**Try it**
Every line in the data below that has the word "PathSubstitution" should be returned.

**Given records**
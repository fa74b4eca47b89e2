use std::collections::HashMap;
use std::path::{Path, PathBuf};
use std::sync::Mutex;

use crate::fs::{normalize_path, to_slash};

use super::{Resolution, Resolver};

/// Memoizes another resolver's results by (containing directory, specifier).
///
/// Resolution only depends on the containing directory, so sibling files
/// share entries. Entries live as long as the cache; build a new one to
/// pick up file-system changes.
pub struct CachedResolver<R> {
    inner: R,
    cache: Mutex<HashMap<(PathBuf, String), Resolution>>,
}

impl<R: Resolver> CachedResolver<R> {
    pub fn new(inner: R) -> Self {
        CachedResolver {
            inner,
            cache: Mutex::new(HashMap::new()),
        }
    }

    pub fn inner(&self) -> &R {
        &self.inner
    }

    /// Number of cached entries.
    pub fn len(&self) -> usize {
        self.cache.lock().map(|cache| cache.len()).unwrap_or(0)
    }

    pub fn is_empty(&self) -> bool {
        self.len() == 0
    }
}

impl<R: Resolver> Resolver for CachedResolver<R> {
    fn resolve(&self, import_source: &str, from_file: &Path) -> Resolution {
        let from_file = normalize_path(&to_slash(&from_file.to_string_lossy()));
        let dir = from_file.parent().unwrap_or(Path::new("/")).to_path_buf();
        let key = (dir, import_source.to_string());

        if let Ok(cache) = self.cache.lock() {
            if let Some(hit) = cache.get(&key) {
                tracing::trace!(specifier = import_source, "resolution cache hit");
                return hit.clone();
            }
        }

        // Resolve outside the lock; a racing duplicate computes the same value
        let resolution = self.inner.resolve(import_source, &from_file);
        if let Ok(mut cache) = self.cache.lock() {
            cache.insert(key, resolution.clone());
        }
        resolution
    }
}

#[cfg(test)]
mod tests {
    use super::*;
    use crate::resolver::UnresolvedReason;
    use std::sync::atomic::{AtomicUsize, Ordering};

    struct CountingResolver {
        calls: AtomicUsize,
    }

    impl Resolver for CountingResolver {
        fn resolve(&self, import_source: &str, from_file: &Path) -> Resolution {
            self.calls.fetch_add(1, Ordering::SeqCst);
            match import_source {
                "./missing" => {
                    Resolution::Unresolved(UnresolvedReason::FileNotFound(import_source.into()))
                }
                _ => Resolution::Resolved(
                    from_file
                        .parent()
                        .unwrap()
                        .join(format!("{}.ts", import_source.trim_start_matches("./"))),
                ),
            }
        }
    }

    fn counting() -> CachedResolver<CountingResolver> {
        CachedResolver::new(CountingResolver {
            calls: AtomicUsize::new(0),
        })
    }

    #[test]
    fn test_same_directory_shares_entries() {
        let cached = counting();
        let first = cached.resolve("./util", Path::new("/p/src/a.ts"));
        let second = cached.resolve("./util", Path::new("/p/src/b.ts"));
        assert_eq!(first, second);
        assert_eq!(first, Resolution::Resolved(PathBuf::from("/p/src/util.ts")));
        assert_eq!(cached.inner().calls.load(Ordering::SeqCst), 1);
        assert_eq!(cached.len(), 1);
    }

    #[test]
    fn test_different_directories_are_separate() {
        let cached = counting();
        cached.resolve("./util", Path::new("/p/src/a.ts"));
        cached.resolve("./util", Path::new("/p/lib/a.ts"));
        assert_eq!(cached.inner().calls.load(Ordering::SeqCst), 2);
    }

    #[test]
    fn test_unresolved_results_are_cached() {
        let cached = counting();
        let first = cached.resolve("./missing", Path::new("/p/src/a.ts"));
        let second = cached.resolve("./missing", Path::new("/p/src/a.ts"));
        assert!(!first.is_resolved());
        assert_eq!(first, second);
        assert_eq!(cached.inner().calls.load(Ordering::SeqCst), 1);
    }
}
impl LanguageParser for TypeScriptParser {
    fn parse(&self, source: &str, path: &Path) -> Result<ParsedFile> {
        let language = Self::detect_language(path);
        let mut parser = Self::create_parser(language)?;
        let tree = parser
            .parse(source, None)
            .context("tree-sitter failed to parse")?;

        let mut extractor = Extractor::new(source, &tree);
        extractor.extract();

        Ok(ParsedFile {
            references: extractor.references,
            syntax_errors: collect_syntax_errors(source, &tree),
        })
    }
}

/// Walks a tree-sitter CST and collects module references in source order.
struct Extractor<'a> {
    source: &'a str,
    tree: &'a Tree,
    references: Vec<ModuleReference>,
}
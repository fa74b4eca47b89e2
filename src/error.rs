use std::path::PathBuf;

use thiserror::Error;

use crate::model::Position;

/// Failures surfaced by the source file provider.
///
/// An import that cannot be resolved is not an error; see
/// [`Resolution::Unresolved`](crate::resolver::Resolution::Unresolved).
#[derive(Debug, Error)]
pub enum ProviderError {
    /// The project configuration could not be read, parsed, or merged.
    /// Fatal: no provider exists without a valid configuration.
    #[error("invalid project configuration {}: {message}", path.display())]
    Configuration { path: PathBuf, message: String },

    /// A specific source file could not be read.
    #[error("cannot read source file {}: {source}", path.display())]
    SourceUnavailable {
        path: PathBuf,
        #[source]
        source: std::io::Error,
    },

    /// A specific source file could not be parsed.
    #[error("syntax error in {} at {position}: {message}", path.display())]
    Syntax {
        path: PathBuf,
        position: Position,
        message: String,
    },

    /// The caller passed a specifier or containing file the resolver cannot work with.
    #[error("invalid module specifier {specifier:?}: {reason}")]
    InvalidSpecifier { specifier: String, reason: String },

    /// The parsing service itself failed (as opposed to the file being malformed).
    #[error("parser failure for {}: {message}", path.display())]
    Parser { path: PathBuf, message: String },
}

impl ProviderError {
    pub(crate) fn configuration(path: impl Into<PathBuf>, err: &anyhow::Error) -> Self {
        ProviderError::Configuration {
            path: path.into(),
            message: format!("{:#}", err),
        }
    }
}

pub type Result<T> = std::result::Result<T, ProviderError>;
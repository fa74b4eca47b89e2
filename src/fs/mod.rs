//! File-system access used by the loader, the program index, and the resolver.
//!
//! Everything goes through the [`FileSystem`] trait so the provider can be
//! exercised against an in-memory tree in tests.

use std::collections::BTreeMap;
use std::io;
use std::path::{Component, Path, PathBuf};

use ignore::WalkBuilder;

/// Directories that wildcard matching never descends into.
const PACKAGE_DIRECTORIES: &[&str] = &["node_modules", "bower_components", "jspm_packages"];

/// Read-only file-system capability.
pub trait FileSystem: Send + Sync {
    fn is_file(&self, path: &Path) -> bool;

    fn is_dir(&self, path: &Path) -> bool;

    fn read_to_string(&self, path: &Path) -> io::Result<String>;

    /// List every file below `root`, sorted, without descending into hidden
    /// directories or package directories (`node_modules` and friends).
    /// A missing root yields an empty list.
    fn walk_files(&self, root: &Path) -> io::Result<Vec<PathBuf>>;
}

/// Whether a directory name is skipped by [`FileSystem::walk_files`].
pub fn is_pruned_dir_name(name: &str) -> bool {
    name.starts_with('.') || PACKAGE_DIRECTORIES.contains(&name)
}

/// The host file system.
#[derive(Debug, Clone, Copy, Default)]
pub struct OsFileSystem;

impl FileSystem for OsFileSystem {
    fn is_file(&self, path: &Path) -> bool {
        path.is_file()
    }

    fn is_dir(&self, path: &Path) -> bool {
        path.is_dir()
    }

    fn read_to_string(&self, path: &Path) -> io::Result<String> {
        std::fs::read_to_string(path)
    }

    fn walk_files(&self, root: &Path) -> io::Result<Vec<PathBuf>> {
        if !root.is_dir() {
            return Ok(Vec::new());
        }

        let mut builder = WalkBuilder::new(root);
        builder
            .standard_filters(false)
            .follow_links(true)
            .filter_entry(|entry| {
                let is_dir = entry.file_type().is_some_and(|ft| ft.is_dir());
                if entry.depth() == 0 || !is_dir {
                    return true;
                }
                !entry.file_name().to_str().is_some_and(is_pruned_dir_name)
            });

        let mut files = Vec::new();
        for entry in builder.build() {
            let entry = entry.map_err(|e| io::Error::new(io::ErrorKind::Other, e))?;
            if entry.file_type().is_some_and(|ft| ft.is_file()) {
                files.push(normalize_path(entry.path()));
            }
        }
        files.sort();
        Ok(files)
    }
}

#[derive(Debug, Clone)]
enum MemoryEntry {
    Text(String),
    Unreadable,
}

/// An in-memory file tree. Directories exist implicitly as ancestors of files.
#[derive(Debug, Clone, Default)]
pub struct MemoryFileSystem {
    files: BTreeMap<PathBuf, MemoryEntry>,
}

impl MemoryFileSystem {
    pub fn new() -> Self {
        Self::default()
    }

    /// Build a tree from `(path, contents)` pairs.
    pub fn with_files<P, S>(files: impl IntoIterator<Item = (P, S)>) -> Self
    where
        P: AsRef<Path>,
        S: Into<String>,
    {
        let mut fs = Self::new();
        for (path, contents) in files {
            fs.add_file(path, contents);
        }
        fs
    }

    pub fn add_file(&mut self, path: impl AsRef<Path>, contents: impl Into<String>) {
        self.files.insert(
            normalize_path(path.as_ref()),
            MemoryEntry::Text(contents.into()),
        );
    }

    /// Add a file that exists but fails every read with `PermissionDenied`.
    pub fn add_unreadable(&mut self, path: impl AsRef<Path>) {
        self.files
            .insert(normalize_path(path.as_ref()), MemoryEntry::Unreadable);
    }
}

impl FileSystem for MemoryFileSystem {
    fn is_file(&self, path: &Path) -> bool {
        self.files.contains_key(&normalize_path(path))
    }

    fn is_dir(&self, path: &Path) -> bool {
        let dir = normalize_path(path);
        self.files
            .range(dir.clone()..)
            .next()
            .is_some_and(|(p, _)| p != &dir && p.starts_with(&dir))
    }

    fn read_to_string(&self, path: &Path) -> io::Result<String> {
        match self.files.get(&normalize_path(path)) {
            Some(MemoryEntry::Text(text)) => Ok(text.clone()),
            Some(MemoryEntry::Unreadable) => Err(io::Error::new(
                io::ErrorKind::PermissionDenied,
                format!("permission denied: {}", path.display()),
            )),
            None => Err(io::Error::new(
                io::ErrorKind::NotFound,
                format!("no such file: {}", path.display()),
            )),
        }
    }

    fn walk_files(&self, root: &Path) -> io::Result<Vec<PathBuf>> {
        let root = normalize_path(root);
        let files = self
            .files
            .keys()
            .filter(|p| p.starts_with(&root) && **p != root)
            .filter(|p| {
                let relative = p.strip_prefix(&root).unwrap_or(p);
                !relative.parent().is_some_and(|dir| {
                    dir.components()
                        .any(|c| c.as_os_str().to_str().is_some_and(is_pruned_dir_name))
                })
            })
            .cloned()
            .collect();
        Ok(files)
    }
}

/// Convert a path written with either separator into a `/`-separated path.
pub fn to_slash(path: &str) -> PathBuf {
    PathBuf::from(path.replace('\\', "/"))
}

/// Normalize a path by resolving `.` and `..` components without touching the filesystem.
pub fn normalize_path(path: &Path) -> PathBuf {
    let mut components = Vec::new();
    for component in path.components() {
        match component {
            Component::ParentDir => {
                // Only pop if there's a normal component to pop
                if components
                    .last()
                    .is_some_and(|c| matches!(c, Component::Normal(_)))
                {
                    components.pop();
                } else if !matches!(components.last(), Some(Component::RootDir)) {
                    components.push(component);
                }
            }
            Component::CurDir => {}
            other => components.push(other),
        }
    }
    components.iter().collect()
}

/// Whether any component of `path` is a `node_modules` directory.
pub fn is_in_node_modules(path: &Path) -> bool {
    path.components()
        .any(|c| c.as_os_str() == "node_modules")
}
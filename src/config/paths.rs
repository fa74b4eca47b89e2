use std::collections::BTreeMap;
use std::path::{Path, PathBuf};

use anyhow::{bail, Result};

/// A single `compilerOptions.paths` entry.
#[derive(Debug, Clone, PartialEq, Eq)]
pub struct PathMapping {
    /// The pattern as written, e.g. "@utils/*".
    pub pattern: String,
    /// The prefix before the wildcard, e.g. "@utils/" for "@utils/*"
    pub prefix: String,
    /// The suffix after the wildcard (usually empty)
    pub suffix: String,
    /// Whether the pattern contains a `*` at all. Exact patterns win over wildcards.
    pub has_wildcard: bool,
    /// Substitution targets in declared priority order.
    pub substitutions: Vec<PathSubstitution>,
}

/// A single substitution target for a path mapping.
#[derive(Debug, Clone, PartialEq, Eq)]
pub struct PathSubstitution {
    /// Directory the substituted text is anchored to.
    pub base: PathBuf,
    /// The text before the wildcard, e.g. "src/lib" for "src/lib*".
    pub prefix: String,
    /// The suffix after the wildcard (usually empty).
    pub suffix: String,
}

impl PathSubstitution {
    /// Splice the matched wildcard text into the target as a string, then
    /// anchor it. `src/lib*` with `-util` is `src/lib-util`, not `src/lib/-util`.
    fn substitute(&self, matched_wildcard: &str) -> PathBuf {
        self.base
            .join(format!("{}{}{}", self.prefix, matched_wildcard, self.suffix))
    }
}

/// The alias table from `compilerOptions.paths`.
#[derive(Debug, Clone, Default, PartialEq, Eq)]
pub struct PathMappings {
    mappings: Vec<PathMapping>,
}

impl PathMappings {
    /// Build the table from raw `paths` entries.
    ///
    /// `resolution_base` is `baseUrl` when set, otherwise the directory of the
    /// configuration file that declared `paths`.
    pub fn new(raw: &BTreeMap<String, Vec<String>>, resolution_base: &Path) -> Result<Self> {
        let mut mappings = Vec::with_capacity(raw.len());

        for (pattern, targets) in raw {
            if pattern.matches('*').count() > 1 {
                bail!("pattern {:?} can have at most one '*' character", pattern);
            }
            let (prefix, suffix) = split_on_wildcard(pattern);

            let mut substitutions = Vec::with_capacity(targets.len());
            for target in targets {
                if target.matches('*').count() > 1 {
                    bail!(
                        "substitution {:?} in pattern {:?} can have at most one '*' character",
                        target,
                        pattern
                    );
                }
                let (t_prefix, t_suffix) = split_on_wildcard(target);
                substitutions.push(PathSubstitution {
                    base: resolution_base.to_path_buf(),
                    prefix: t_prefix.to_string(),
                    suffix: t_suffix.to_string(),
                });
            }

            mappings.push(PathMapping {
                pattern: pattern.clone(),
                prefix: prefix.to_string(),
                suffix: suffix.to_string(),
                has_wildcard: pattern.contains('*'),
                substitutions,
            });
        }

        Ok(Self { mappings })
    }

    pub fn is_empty(&self) -> bool {
        self.mappings.is_empty()
    }

    /// Pick the mapping that governs `specifier`: an exact pattern if one
    /// equals it, otherwise the wildcard pattern with the longest prefix.
    pub fn best_match<'a>(&self, specifier: &'a str) -> Option<(&PathMapping, &'a str)> {
        if let Some(exact) = self
            .mappings
            .iter()
            .find(|m| !m.has_wildcard && m.pattern == specifier)
        {
            return Some((exact, ""));
        }

        self.mappings
            .iter()
            .filter(|m| m.has_wildcard)
            .filter_map(|m| match_pattern(specifier, &m.prefix, &m.suffix).map(|w| (m, w)))
            .max_by_key(|(m, _)| m.prefix.len())
    }

    /// Candidate paths for `specifier`, in substitution priority order.
    /// Returns `None` when no pattern matches (as opposed to a match whose
    /// substitutions are later found not to exist).
    pub fn candidates(&self, specifier: &str) -> Option<Vec<PathBuf>> {
        let (mapping, matched_wildcard) = self.best_match(specifier)?;
        let candidates = mapping
            .substitutions
            .iter()
            .map(|sub| sub.substitute(matched_wildcard))
            .collect();
        Some(candidates)
    }
}

/// Split a pattern string on the first "*" wildcard.
/// Returns (prefix, suffix). If no wildcard, the entire string is the prefix.
fn split_on_wildcard(pattern: &str) -> (&str, &str) {
    match pattern.find('*') {
        Some(pos) => (&pattern[..pos], &pattern[pos + 1..]),
        None => (pattern, ""),
    }
}

/// Match an import path against a tsconfig path pattern.
/// Returns the portion matched by the wildcard, or None if no match.
fn match_pattern<'a>(import_path: &'a str, prefix: &str, suffix: &str) -> Option<&'a str> {
    if import_path.len() < prefix.len() + suffix.len() {
        return None;
    }
    if import_path.starts_with(prefix) && import_path.ends_with(suffix) {
        Some(&import_path[prefix.len()..import_path.len() - suffix.len()])
    } else {
        None
    }
}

**Exercise result**
    pub substitutions: Vec<PathSubstitution>,
pub struct PathSubstitution {
impl PathSubstitution {
                substitutions.push(PathSubstitution {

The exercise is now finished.